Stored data
------------------------------------------------------------

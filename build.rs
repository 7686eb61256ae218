// build.rs

use clap::{Arg, ArgAction, Command};
use clap_mangen::Man;
use std::env;
use std::fs;
use std::path::{Path, PathBuf};

/// Common argument: whitespace-separated cask list
fn casks_arg(long: &'static str) -> Arg {
    Arg::new("casks_list")
        .long(long)
        .env("CASKS")
        .value_name("LIST")
        .help("Whitespace-separated cask tokens")
}

fn reinstall_cli() -> Command {
    Command::new("cask-reinstall")
        .version(env!("CARGO_PKG_VERSION"))
        .author("caskgrant Contributors")
        .about("Reinstall Homebrew casks in a resumable batch, tracing every command run through sudo")
        .arg(Arg::new("casks").num_args(0..).help("Cask tokens to reinstall"))
        .arg(casks_arg("cask-list"))
        .arg(
            Arg::new("workdir")
                .short('w')
                .long("workdir")
                .env("REINSTALL_WORKDIR")
                .default_value(".")
                .help("Directory holding the checkpoint, trace log, install log and lock"),
        )
        .arg(
            Arg::new("prefetch")
                .long("prefetch")
                .env("PREFETCH")
                .action(ArgAction::SetTrue)
                .help("Download all installers in parallel before reinstalling"),
        )
        .arg(
            Arg::new("jobs")
                .short('j')
                .long("jobs")
                .env("THREADS")
                .default_value("32")
                .help("Concurrent downloads during prefetch"),
        )
        .arg(
            Arg::new("timeout_secs")
                .long("timeout-secs")
                .env("REINSTALL_TIMEOUT")
                .default_value("3600")
                .help("Seconds before a single reinstall is killed"),
        )
        .arg(
            Arg::new("brew")
                .long("brew")
                .env("BREW")
                .default_value("brew")
                .help("brew executable"),
        )
        .arg(
            Arg::new("import_log")
                .long("import-log")
                .value_name("PATH")
                .help("Convert a raw install log from an older run into trace entries, then exit"),
        )
        .arg(
            Arg::new("quiet")
                .short('q')
                .long("quiet")
                .action(ArgAction::SetTrue)
                .help("Log progress instead of drawing a progress bar"),
        )
}

fn sudoers_cli() -> Command {
    Command::new("cask-sudoers")
        .version(env!("CARGO_PKG_VERSION"))
        .author("caskgrant Contributors")
        .about("Generate per-cask NOPASSWD sudoers rules from reinstall trace logs")
        .arg(
            Arg::new("logs")
                .long("logs")
                .env("LOGS")
                .value_name("PATHS")
                .help("Trace logs to mine, ':'-separated (required)"),
        )
        .arg(
            Arg::new("target_user")
                .long("target-user")
                .env("TARGET_USER")
                .value_name("USER")
                .help("User the rules are granted to (required)"),
        )
        .arg(casks_arg("casks"))
        .arg(
            Arg::new("out")
                .short('o')
                .long("out")
                .env("SUDOERS_OUT")
                .default_value("./homebrew-cask.nopasswd.sudoers")
                .help("Output file, replaced atomically"),
        )
}

fn render(cmd: Command, man_dir: &Path) {
    let name = cmd.get_name().to_string();
    let man = Man::new(cmd);
    let mut buffer = Vec::new();

    if let Err(e) = man.render(&mut buffer) {
        println!("cargo:warning=Failed to render man page for {}: {}", name, e);
        return;
    }

    let man_path = man_dir.join(format!("{}.1", name));
    if let Err(e) = fs::write(&man_path, buffer) {
        println!("cargo:warning=Failed to write man page: {}", e);
    }
}

fn main() {
    println!("cargo:rerun-if-changed=build.rs");

    // Create man directory - use CARGO_MANIFEST_DIR which is always set by cargo
    let manifest_dir = match env::var("CARGO_MANIFEST_DIR") {
        Ok(dir) => PathBuf::from(dir),
        Err(e) => {
            println!("cargo:warning=CARGO_MANIFEST_DIR not set: {}", e);
            return;
        }
    };
    let man_dir = manifest_dir.join("man");

    if let Err(e) = fs::create_dir_all(&man_dir) {
        println!("cargo:warning=Failed to create man directory: {}", e);
        return;
    }

    render(reinstall_cli(), &man_dir);
    render(sudoers_cli(), &man_dir);
}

------------------------------------------------------------

*Instructions to follow:* The records above must be repeated exactly, in their entirety.

*Your response:*
filename build.rs
repository 7686eb61256ae218
// build.rs

use clap::{Arg, ArgAction, Command};
use clap_mangen::Man;
use std::env;
use std::fs;
use std::path::{Path, PathBuf};

/// Common argument: whitespace-separated cask list
fn casks_arg(long: &'static str) -> Arg {
    Arg::new("casks_list")
        .long(long)
        .env("CASKS")
        .value_name("LIST")
        .help("Whitespace-separated cask tokens")
}

fn reinstall_cli() -> Command {
    Command::new("cask-reinstall")
        .version(env!("CARGO_PKG_VERSION"))
        .author("caskgrant Contributors")
        .about("Reinstall Homebrew casks in a resumable batch, tracing every command run through sudo")
        .arg(Arg::new("casks").num_args(0..).help("Cask tokens to reinstall"))
        .arg(casks_arg("cask-list"))
        .arg(
            Arg::new("workdir")
                .short('w')
                .long("workdir")
                .env("REINSTALL_WORKDIR")
                .default_value(".")
                .help("Directory holding the checkpoint, trace log, install log and lock"),
        )
        .arg(
            Arg::new("prefetch")
                .long("prefetch")
                .env("PREFETCH")
                .action(ArgAction::SetTrue)
                .help("Download all installers in parallel before reinstalling"),
        )
        .arg(
            Arg::new("jobs")
                .short('j')
                .long("jobs")
                .env("THREADS")
                .default_value("32")
                .help("Concurrent downloads during prefetch"),
        )
        .arg(
            Arg::new("timeout_secs")
                .long("timeout-secs")
                .env("REINSTALL_TIMEOUT")
                .default_value("3600")
                .help("Seconds before a single reinstall is killed"),
        )
        .arg(
            Arg::new("brew")
                .long("brew")
                .env("BREW")
                .default_value("brew")
                .help("brew executable"),
        )
        .arg(
            Arg::new("import_log")
                .long("import-log")
                .value_name("PATH")
                .help("Convert a raw install log from an older run into trace entries, then exit"),
        )
        .arg(
            Arg::new("quiet")
                .short('q')
                .long("quiet")
                .action(ArgAction::SetTrue)
                .help("Log progress instead of drawing a progress bar"),
        )
}

fn sudoers_cli() -> Command {
    Command::new("cask-sudoers")
        .version(env!("CARGO_PKG_VERSION"))
        .author("caskgrant Contributors")
        .about("Generate per-cask NOPASSWD sudoers rules from reinstall trace logs")
        .arg(
            Arg::new("logs")
                .long("logs")
                .env("LOGS")
                .value_name("PATHS")
                .help("Trace logs to mine, ':'-separated (required)"),
        )
        .arg(
            Arg::new("target_user")
                .long("target-user")
                .env("TARGET_USER")
                .value_name("USER")
                .help("User the rules are granted to (required)"),
        )
        .arg(casks_arg("casks"))
        .arg(
            Arg::new("out")
                .short('o')
                .long("out")
                .env("SUDOERS_OUT")
                .default_value("./homebrew-cask.nopasswd.sudoers")
                .help("Output file, replaced atomically"),
        )
}

fn render(cmd: Command, man_dir: &Path) {
    let name = cmd.get_name().to_string();
    let man = Man::new(cmd);
    let mut buffer = Vec::new();

    if let Err(e) = man.render(&mut buffer) {
        println!("cargo:warning=Failed to render man page for {}: {}", name, e);
        return;
    }

    let man_path = man_dir.join(format!("{}.1", name));
    if let Err(e) = fs::write(&man_path, buffer) {
        println!("cargo:warning=Failed to write man page: {}", e);
    }
}

fn main() {
    println!("cargo:rerun-if-changed=build.rs");

    // Create man directory - use CARGO_MANIFEST_DIR which is always set by cargo
    let manifest_dir = match env::var("CARGO_MANIFEST_DIR") {
        Ok(dir) => PathBuf::from(dir),
        Err(e) => {
            println!("cargo:warning=CARGO_MANIFEST_DIR not set: {}", e);
            return;
        }
    };
    let man_dir = manifest_dir.join("man");

    if let Err(e) = fs::create_dir_all(&man_dir) {
        println!("cargo:warning=Failed to create man directory: {}", e);
        return;
    }

    render(reinstall_cli(), &man_dir);
    render(sudoers_cli(), &man_dir);
}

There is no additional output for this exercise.